Aim of the task:
What appears from the first line of the records below through the line containing "reported once as" must be reproduced verbatim.

(Collected data)
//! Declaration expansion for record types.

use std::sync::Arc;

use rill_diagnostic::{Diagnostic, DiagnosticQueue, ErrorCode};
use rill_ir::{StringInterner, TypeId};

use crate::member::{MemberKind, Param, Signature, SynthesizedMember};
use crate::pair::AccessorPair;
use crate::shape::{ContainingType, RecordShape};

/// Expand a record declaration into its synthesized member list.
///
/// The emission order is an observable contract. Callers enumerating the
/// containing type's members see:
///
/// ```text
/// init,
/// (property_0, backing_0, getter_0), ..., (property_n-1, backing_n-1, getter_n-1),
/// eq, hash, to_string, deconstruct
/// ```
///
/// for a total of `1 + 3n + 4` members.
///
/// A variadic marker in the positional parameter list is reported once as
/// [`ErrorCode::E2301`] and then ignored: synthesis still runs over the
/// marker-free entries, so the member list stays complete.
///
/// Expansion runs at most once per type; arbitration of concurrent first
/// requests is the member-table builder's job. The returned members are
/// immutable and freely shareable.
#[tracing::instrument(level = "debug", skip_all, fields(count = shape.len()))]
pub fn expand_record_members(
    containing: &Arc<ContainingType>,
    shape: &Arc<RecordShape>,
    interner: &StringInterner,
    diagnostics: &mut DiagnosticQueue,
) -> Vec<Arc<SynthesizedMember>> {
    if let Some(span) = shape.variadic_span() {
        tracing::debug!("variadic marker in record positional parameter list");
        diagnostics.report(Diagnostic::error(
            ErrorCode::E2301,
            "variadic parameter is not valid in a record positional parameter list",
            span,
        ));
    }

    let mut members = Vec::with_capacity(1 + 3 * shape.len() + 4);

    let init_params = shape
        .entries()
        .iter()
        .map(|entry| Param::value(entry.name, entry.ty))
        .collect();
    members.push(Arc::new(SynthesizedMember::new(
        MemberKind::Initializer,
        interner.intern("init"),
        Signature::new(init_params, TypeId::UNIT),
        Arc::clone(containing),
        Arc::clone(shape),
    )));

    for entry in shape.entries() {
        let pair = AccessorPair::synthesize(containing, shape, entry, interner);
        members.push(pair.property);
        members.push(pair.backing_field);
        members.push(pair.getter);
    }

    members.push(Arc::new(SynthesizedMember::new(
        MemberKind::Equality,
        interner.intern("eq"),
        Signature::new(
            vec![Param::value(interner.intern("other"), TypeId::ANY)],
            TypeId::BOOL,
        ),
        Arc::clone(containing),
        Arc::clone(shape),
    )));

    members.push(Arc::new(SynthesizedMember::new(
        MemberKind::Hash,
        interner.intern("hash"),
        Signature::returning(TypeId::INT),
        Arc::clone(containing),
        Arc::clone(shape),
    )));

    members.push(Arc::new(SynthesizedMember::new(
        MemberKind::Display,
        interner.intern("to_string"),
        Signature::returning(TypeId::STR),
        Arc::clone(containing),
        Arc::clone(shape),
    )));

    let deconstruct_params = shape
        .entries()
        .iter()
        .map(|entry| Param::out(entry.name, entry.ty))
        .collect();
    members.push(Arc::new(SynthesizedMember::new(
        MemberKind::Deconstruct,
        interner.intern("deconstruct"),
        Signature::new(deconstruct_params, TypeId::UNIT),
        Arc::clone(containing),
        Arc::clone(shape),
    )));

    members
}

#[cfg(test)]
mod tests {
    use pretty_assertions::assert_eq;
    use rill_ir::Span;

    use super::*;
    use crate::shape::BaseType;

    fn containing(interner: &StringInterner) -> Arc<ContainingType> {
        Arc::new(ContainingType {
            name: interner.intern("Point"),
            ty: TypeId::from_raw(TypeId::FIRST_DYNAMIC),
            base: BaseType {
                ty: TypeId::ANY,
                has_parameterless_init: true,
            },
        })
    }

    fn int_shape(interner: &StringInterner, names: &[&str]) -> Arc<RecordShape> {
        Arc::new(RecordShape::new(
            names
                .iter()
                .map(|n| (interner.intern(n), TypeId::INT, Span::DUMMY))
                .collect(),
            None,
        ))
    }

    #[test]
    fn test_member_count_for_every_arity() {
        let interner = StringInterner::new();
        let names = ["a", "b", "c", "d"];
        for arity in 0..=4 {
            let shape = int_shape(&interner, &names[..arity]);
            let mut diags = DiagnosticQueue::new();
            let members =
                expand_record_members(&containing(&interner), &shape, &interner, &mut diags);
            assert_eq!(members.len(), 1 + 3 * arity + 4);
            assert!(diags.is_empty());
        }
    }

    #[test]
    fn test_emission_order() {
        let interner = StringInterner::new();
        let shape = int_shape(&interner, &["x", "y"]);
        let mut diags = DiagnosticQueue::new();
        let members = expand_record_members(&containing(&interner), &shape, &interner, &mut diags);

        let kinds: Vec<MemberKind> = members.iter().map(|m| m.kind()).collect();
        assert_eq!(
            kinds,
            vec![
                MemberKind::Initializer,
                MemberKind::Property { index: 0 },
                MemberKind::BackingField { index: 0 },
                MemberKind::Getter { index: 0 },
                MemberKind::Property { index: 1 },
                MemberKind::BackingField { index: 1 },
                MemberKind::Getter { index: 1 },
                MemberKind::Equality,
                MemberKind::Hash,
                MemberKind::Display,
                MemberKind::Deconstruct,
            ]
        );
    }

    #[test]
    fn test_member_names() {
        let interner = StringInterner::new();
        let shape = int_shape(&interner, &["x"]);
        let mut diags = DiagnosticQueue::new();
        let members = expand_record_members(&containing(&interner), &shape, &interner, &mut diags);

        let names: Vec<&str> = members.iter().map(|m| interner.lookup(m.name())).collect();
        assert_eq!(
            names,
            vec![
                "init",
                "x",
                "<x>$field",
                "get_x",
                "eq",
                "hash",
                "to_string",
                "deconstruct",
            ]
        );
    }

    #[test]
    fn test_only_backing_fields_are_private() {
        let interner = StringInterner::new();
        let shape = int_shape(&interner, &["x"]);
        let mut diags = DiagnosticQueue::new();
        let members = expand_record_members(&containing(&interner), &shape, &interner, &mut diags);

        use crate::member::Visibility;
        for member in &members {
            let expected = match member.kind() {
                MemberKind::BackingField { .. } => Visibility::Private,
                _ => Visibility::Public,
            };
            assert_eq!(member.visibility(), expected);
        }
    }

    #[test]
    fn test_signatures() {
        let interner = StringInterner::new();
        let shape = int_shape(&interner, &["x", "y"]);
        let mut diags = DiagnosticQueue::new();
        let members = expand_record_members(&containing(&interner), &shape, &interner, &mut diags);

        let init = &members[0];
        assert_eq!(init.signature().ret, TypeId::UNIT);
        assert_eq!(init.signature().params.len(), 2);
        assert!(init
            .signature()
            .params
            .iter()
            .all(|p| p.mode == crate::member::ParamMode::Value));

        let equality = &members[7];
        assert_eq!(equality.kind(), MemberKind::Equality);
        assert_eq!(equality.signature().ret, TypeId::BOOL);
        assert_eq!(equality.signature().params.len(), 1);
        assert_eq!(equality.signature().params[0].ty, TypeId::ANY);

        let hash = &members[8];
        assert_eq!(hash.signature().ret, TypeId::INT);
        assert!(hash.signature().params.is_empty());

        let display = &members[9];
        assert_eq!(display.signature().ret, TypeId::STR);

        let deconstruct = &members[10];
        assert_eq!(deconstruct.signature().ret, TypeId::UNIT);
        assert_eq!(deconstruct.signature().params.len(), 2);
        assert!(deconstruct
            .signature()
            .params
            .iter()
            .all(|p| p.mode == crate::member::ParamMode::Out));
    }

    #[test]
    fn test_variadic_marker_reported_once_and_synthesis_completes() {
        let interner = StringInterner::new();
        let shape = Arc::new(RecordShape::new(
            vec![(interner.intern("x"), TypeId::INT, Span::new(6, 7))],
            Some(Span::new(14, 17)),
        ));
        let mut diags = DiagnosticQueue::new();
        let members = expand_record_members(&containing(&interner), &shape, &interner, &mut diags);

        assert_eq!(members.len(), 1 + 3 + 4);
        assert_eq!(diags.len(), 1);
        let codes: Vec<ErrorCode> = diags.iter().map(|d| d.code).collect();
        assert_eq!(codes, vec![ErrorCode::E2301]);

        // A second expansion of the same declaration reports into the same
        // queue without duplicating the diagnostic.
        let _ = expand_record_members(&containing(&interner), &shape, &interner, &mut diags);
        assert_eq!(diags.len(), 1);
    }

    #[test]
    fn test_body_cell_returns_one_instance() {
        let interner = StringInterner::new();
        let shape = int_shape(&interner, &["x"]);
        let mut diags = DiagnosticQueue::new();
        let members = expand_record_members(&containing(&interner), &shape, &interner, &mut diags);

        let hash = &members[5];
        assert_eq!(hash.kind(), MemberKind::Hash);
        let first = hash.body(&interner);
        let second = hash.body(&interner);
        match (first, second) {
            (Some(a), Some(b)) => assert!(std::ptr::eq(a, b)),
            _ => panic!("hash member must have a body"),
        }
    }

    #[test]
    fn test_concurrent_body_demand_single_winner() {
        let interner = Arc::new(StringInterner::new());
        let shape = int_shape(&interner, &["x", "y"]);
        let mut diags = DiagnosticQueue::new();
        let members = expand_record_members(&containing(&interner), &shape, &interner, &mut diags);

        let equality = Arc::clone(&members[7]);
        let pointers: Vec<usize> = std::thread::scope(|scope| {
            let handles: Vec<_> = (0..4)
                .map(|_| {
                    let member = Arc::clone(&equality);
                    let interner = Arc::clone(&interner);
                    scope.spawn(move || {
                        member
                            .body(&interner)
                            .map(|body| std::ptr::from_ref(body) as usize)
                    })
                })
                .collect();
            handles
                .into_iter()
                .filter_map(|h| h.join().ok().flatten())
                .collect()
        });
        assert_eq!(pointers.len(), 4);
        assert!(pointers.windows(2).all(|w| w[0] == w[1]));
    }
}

Exercise result:
//! Declaration expansion for record types.

use std::sync::Arc;

use rill_diagnostic::{Diagnostic, DiagnosticQueue, ErrorCode};
use rill_ir::{StringInterner, TypeId};

use crate::member::{MemberKind, Param, Signature, SynthesizedMember};
use crate::pair::AccessorPair;
use crate::shape::{ContainingType, RecordShape};

/// Expand a record declaration into its synthesized member list.
///
/// The emission order is an observable contract. Callers enumerating the
/// containing type's members see:
///
/// ```text
/// init,
/// (property_0, backing_0, getter_0), ..., (property_n-1, backing_n-1, getter_n-1),
/// eq, hash, to_string, deconstruct
/// ```
///
/// for a total of `1 + 3n + 4` members.
///
/// A variadic marker in the positional parameter list is reported once as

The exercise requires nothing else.